ウィルキンソン・ドライジンジャーエールは日曜午後の味

毎週日曜日の午後、必ず近所の「西武」に行く。
自発的に行くのではない。
次の一週間分の食料や日用品などの買い出しに、妻と母親に付いて行かなくてはならない。
いわゆる「運転手」というやつだ。

夕方になってしまうと周辺道路が混んでしまうので、午後2時くらいに出かけるようにしている。
昼食時も過ぎ、腹ごなしのためにゆっくり昼寝でもするかのように、この時間帯の周辺道路は穏やかだ。
グズグズして3時半を過ぎてしまうと、途端に昼寝から目覚めたかのごとく人も道路も慌ただしく動き始める。
何より渋滞している道路が大嫌いな私は、買い物に行くならこの時間帯と決めている。

「西武」の立体駐車場に車を停め、エレベータホール手前で妻と母親と別れる。
2人は1階にある大型スーパーマーケットへ降りていく。
私は館内に入り、エスカレータに乗り、そのまま上の階を目指す。

上の階には書店と、それに並んでカフェが併設されている。

女性の買い物に付き合うのが渋滞と同じくらいキライな私は、本屋に立ち寄り、雑誌や小説、その他面白そうな本を物色してから、買い物が終わるまでの結構な時間をそのカフェで過ごすようにしている。

書店でお目当ての本を購入して、人工皮革の少し硬いソファに腰を下ろしまずは席を確保する。
空いている時間帯とはいえ、まず先に席を確保していないと注文している最中に席を取られてしまい、飲み物が乗ったトレイを持ちながら店内を右往左往するハメになる。

まずは席の確保が先決だ。

席を確保した後レジ・カウンターで注文をするのだが、私は決まって「ウィルキンソン・ドライジンジャーエール」を注文する。

この「ウィルキンソン・ドライジンジャーエール」。
辛口と甘口があるのだが、私は断然、辛口派だ。

グリーンが鮮やかな瓶に入ったジンジャーエールを、小さくクラッシュされた氷が入った広口のグラスに注ぎ入れる。
琥珀色の液体が透明なグラスの色を変えていく。
ピッタリ入るようなグラスを選んでいるのか、注ぎきってもこぼれることはない。

一口飲もうと鼻先までグラスを近づけると、ツンとした、ちょっと強めのジンジャーの香りが鼻をつく。

たまらず一口含むと、口の中に一気にジンジャーの香りが強い刺激とともに広がる。
ピリピリと弾ける、少し痛みを感じるくらいの刺激だ。
これは子供には強すぎる。
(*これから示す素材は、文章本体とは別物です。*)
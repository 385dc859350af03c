//! Channel session state machine.
//!
//! Tracks one real-time connection's authorization state: the authenticated
//! principal, the set of joined channels, and a sliding-window rate limiter
//! for re-authentication attempts.
//!
//! # State Machine
//!
//! ```text
//! ┌─────────────────┐  handshake ok   ┌───────────────┐  reauth ok
//! │ Unauthenticated │────────────────>│ Authenticated │───────────┐
//! └─────────────────┘                 └───────────────┘<──────────┘
//!          │                                  │
//!          │ handshake failed                 │ auth failure / peer close
//!          ↓                                  ↓
//!    ┌──────────────┐                  ┌──────────────┐
//!    │ Disconnected │                  │ Disconnected │
//!    └──────────────┘                  └──────────────┘
//! ```
//!
//! This is a pure state machine: no I/O, no Environment storage. Time is
//! passed as a parameter to the methods that need it, so the same code runs
//! on real and virtual clocks.

use std::{
    collections::HashSet,
    ops::Sub,
    time::{Duration, Instant},
};

use crate::error::SessionError;

/// Sliding window over which reauth attempts are counted.
pub const DEFAULT_REAUTH_WINDOW: Duration = Duration::from_secs(60);

/// Maximum reauth attempts within one window.
pub const DEFAULT_REAUTH_MAX_ATTEMPTS: usize = 5;

/// Session rate-limit configuration.
#[derive(Debug, Clone)]
pub struct SessionConfig {
    /// Sliding window for reauth rate limiting.
    pub reauth_window: Duration,
    /// Maximum reauth attempts within the window.
    pub reauth_max_attempts: usize,
}

impl Default for SessionConfig {
    fn default() -> Self {
        Self {
            reauth_window: DEFAULT_REAUTH_WINDOW,
            reauth_max_attempts: DEFAULT_REAUTH_MAX_ATTEMPTS,
        }
    }
}

/// Session authorization state.
#[derive(Debug, Clone, Copy, PartialEq, Eq)]
pub enum SessionState {
    /// Connection accepted, handshake not yet verified.
    Unauthenticated,
    /// Credential verified; principal attached.
    Authenticated,
    /// Connection torn down; terminal.
    Disconnected,
}

/// Per-connection session: principal, joined channels, reauth history.
///
/// Mutated only by the owning connection's handlers; the driver destroys it
/// on disconnect, which discards any in-flight reauth bookkeeping.
///
/// Generic over `I` (Instant type) to support virtual time in tests.
#[derive(Debug, Clone)]
pub struct ChannelSession<I = Instant>
where
    I: Copy + Ord + Send + Sync + Sub<Output = Duration>,
{
    state: SessionState,
    principal: Option<String>,
    /// Timestamps of recent reauth attempts, oldest first. Pruned against
    /// the window on every new attempt, so its length is bounded by the
    /// configured maximum.
    reauth_attempts: Vec<I>,
    joined: HashSet<String>,
    config: SessionConfig,
}

impl<I> ChannelSession<I>
where
    I: Copy + Ord + Send + Sync + Sub<Output = Duration>,
{
    /// Create a session in [`SessionState::Unauthenticated`].
    pub fn new(config: SessionConfig) -> Self {
        Self {
            state: SessionState::Unauthenticated,
            principal: None,
            reauth_attempts: Vec::new(),
            joined: HashSet::new(),
            config,
        }
    }

    /// Current state.
    #[must_use]
    pub fn state(&self) -> SessionState {
        self.state
    }

    /// Authenticated principal id. `None` until the handshake succeeds.
    #[must_use]
    pub fn principal(&self) -> Option<&str> {
        self.principal.as_deref()
    }

    /// Attach a verified principal after a successful handshake.
    pub fn authenticate(&mut self, principal: impl Into<String>) -> Result<(), SessionError> {
        match self.state {
            SessionState::Unauthenticated => {
                self.principal = Some(principal.into());
                self.state = SessionState::Authenticated;
                Ok(())
            },
            state => Err(SessionError::InvalidState { state, operation: "authenticate" }),
        }
    }

    /// Record a reauth attempt at `now`, enforcing the sliding-window rate
    /// limit.
    ///
    /// The attempt is counted whether or not the subsequent credential
    /// verification succeeds; a flood of bad tokens burns the budget just
    /// like good ones.
    pub fn record_reauth_attempt(&mut self, now: I) -> Result<(), SessionError> {
        if self.state != SessionState::Authenticated {
            return Err(SessionError::InvalidState { state: self.state, operation: "reauth" });
        }

        let window = self.config.reauth_window;
        self.reauth_attempts.retain(|at| now - *at <= window);
        if self.reauth_attempts.len() >= self.config.reauth_max_attempts {
            return Err(SessionError::RateLimited);
        }
        self.reauth_attempts.push(now);
        Ok(())
    }

    /// Replace the authenticated principal after a verified reauth.
    pub fn replace_principal(&mut self, principal: impl Into<String>) -> Result<(), SessionError> {
        match self.state {
            SessionState::Authenticated => {
                self.principal = Some(principal.into());
                Ok(())
            },
            state => Err(SessionError::InvalidState { state, operation: "replace principal" }),
        }
    }

    /// Record membership of a channel.
    pub fn join(&mut self, channel_id: impl Into<String>) -> Result<(), SessionError> {
        match self.state {
            SessionState::Authenticated => {
                self.joined.insert(channel_id.into());
                Ok(())
            },
            state => Err(SessionError::InvalidState { state, operation: "join" }),
        }
    }

    /// Drop membership of a channel. Returns whether it was joined.
    pub fn leave(&mut self, channel_id: &str) -> bool {
        self.joined.remove(channel_id)
    }

    /// Whether the session has joined the channel.
    #[must_use]
    pub fn is_joined(&self, channel_id: &str) -> bool {
        self.joined.contains(channel_id)
    }

    /// Currently joined channel ids.
    pub fn joined(&self) -> impl Iterator<Item = &str> {
        self.joined.iter().map(String::as_str)
    }

    /// Tear the session down. Terminal; clears joined channels.
    pub fn disconnect(&mut self) {
        self.state = SessionState::Disconnected;
        self.principal = None;
        self.joined.clear();
        self.reauth_attempts.clear();
    }
}

impl<I> Default for ChannelSession<I>
where
    I: Copy + Ord + Send + Sync + Sub<Output = Duration>,
{
    fn default() -> Self {
        Self::new(SessionConfig::default())
    }
}

#[cfg(test)]
mod tests {
    use super::*;

    /// Virtual instant for deterministic window tests.
    #[derive(Debug, Clone, Copy, PartialEq, Eq, PartialOrd, Ord)]
    struct Tick(u64);

    impl Sub for Tick {
        type Output = Duration;

        fn sub(self, rhs: Self) -> Duration {
            Duration::from_secs(self.0 - rhs.0)
        }
    }

    fn authenticated() -> ChannelSession<Tick> {
        let mut session = ChannelSession::new(SessionConfig::default());
        session.authenticate("alice").ok();
        session
    }

    #[test]
    fn handshake_transitions_to_authenticated() {
        let mut session: ChannelSession<Tick> = ChannelSession::default();
        assert_eq!(session.state(), SessionState::Unauthenticated);

        session.authenticate("alice").ok();
        assert_eq!(session.state(), SessionState::Authenticated);
        assert_eq!(session.principal(), Some("alice"));
    }

    #[test]
    fn join_requires_authentication() {
        let mut session: ChannelSession<Tick> = ChannelSession::default();
        let err = session.join("aaaaaaaaaaaaaaaaaaaaaaaa");
        assert!(matches!(err, Err(SessionError::InvalidState { .. })));
    }

    #[test]
    fn reauth_allows_max_attempts_within_window() {
        let mut session = authenticated();
        for i in 0..DEFAULT_REAUTH_MAX_ATTEMPTS {
            assert!(session.record_reauth_attempt(Tick(i as u64)).is_ok(), "attempt {i}");
        }
        assert_eq!(session.record_reauth_attempt(Tick(10)), Err(SessionError::RateLimited));
    }

    #[test]
    fn reauth_window_slides() {
        let mut session = authenticated();
        for i in 0..DEFAULT_REAUTH_MAX_ATTEMPTS {
            session.record_reauth_attempt(Tick(i as u64)).ok();
        }
        // All five attempts fall out of the 60s window by t=65.
        assert!(session.record_reauth_attempt(Tick(65)).is_ok());
    }

    #[test]
    fn replace_principal_keeps_joined_set() {
        let mut session = authenticated();
        session.join("aaaaaaaaaaaaaaaaaaaaaaaa").ok();

        session.replace_principal("mallory").ok();
        assert_eq!(session.principal(), Some("mallory"));
        // Membership re-evaluation is the driver's job; the session keeps
        // its joined set until told otherwise.
        assert!(session.is_joined("aaaaaaaaaaaaaaaaaaaaaaaa"));
    }

    #[test]
    fn disconnect_is_terminal_and_clears_state() {
        let mut session = authenticated();
        session.join("aaaaaaaaaaaaaaaaaaaaaaaa").ok();
        session.disconnect();

        assert_eq!(session.state(), SessionState::Disconnected);
        assert_eq!(session.principal(), None);
        assert!(!session.is_joined("aaaaaaaaaaaaaaaaaaaaaaaa"));
        assert!(matches!(
            session.record_reauth_attempt(Tick(0)),
            Err(SessionError::InvalidState { .. })
        ));
        assert!(matches!(session.authenticate("alice"), Err(SessionError::InvalidState { .. })));
    }

    #[test]
    fn leave_reports_prior_membership() {
        let mut session = authenticated();
        session.join("aaaaaaaaaaaaaaaaaaaaaaaa").ok();
        assert!(session.leave("aaaaaaaaaaaaaaaaaaaaaaaa"));
        assert!(!session.leave("aaaaaaaaaaaaaaaaaaaaaaaa"));
    }
}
例え飲んだとしても「美味しい」とは言わないだろう。

口の中でひとしりきり香りと刺激を楽しんだ後、ゴクリと飲み込む。
喉から胃の中に落ちていく感覚が、ハッキリと意識を持っているかのように伝わってくる。
ガツンとした刺激が喉を通り過ぎ、胃の中に入っていくのだ。

昼下がりのカフェ、のんびり落ち着いた雰囲気の中、本を読みながらドライジンジャーエールを飲む。
この一時がたまらない。
ページを捲りながら強い刺激の余韻を喉の奥で楽しむ。

何度かこの感覚を楽しみながら、数十ページを読み終えた辺りで、妻と母親がショッピング・カートに荷物を満載してやってくる。
いつもの光景だ。

このドライジンジャーエールを自宅でも楽しみたいと思い、近所のコンビニに買いに出かけるも、置いてあるのはペットボトルのみだ。

これではダメだ、瓶なのだ。
どうしても瓶入りのジンジャーエールを飲みたいと思ってしまう。
中身は全く変わらないだろう。ただ入れ物が違うだけなのだが、少年時代を昭和で過ごした世代ゆえ、どうしてもペットボトルの炭酸飲料に味気なさを感じてしまう。
いや、確実に瓶入りの炭酸飲料の方が美味しいのだ。(と感じる)

逆に、平成キッズたちは瓶入りの炭酸飲料など受け付けないだろう。
瓶は重いし、第一、栓抜きがなければ飲むこともできない。
利便性と効率を求める現代においては、もはや瓶入りの飲料はマイノリティと化している。
(でも瓶ビールが無くならないのはなぜだ?)

日曜日の午後、カフェで飲むジンジャーエールだからこそ美味しいのだろうか?
いつでもどこでも、手軽に、気軽に飲めてしまっては、逆にありがたみを感じることも少ないのかもしれない。
(いや、そんなに大げさなモンじゃないだろうが)

ウィルキンソンのドライジンジャーエール。
私にとっては日曜日の午後、贅沢な時間を過ごすための必須アイテムとなっている。

この立ち位置は、しばらく変わることはないだろう。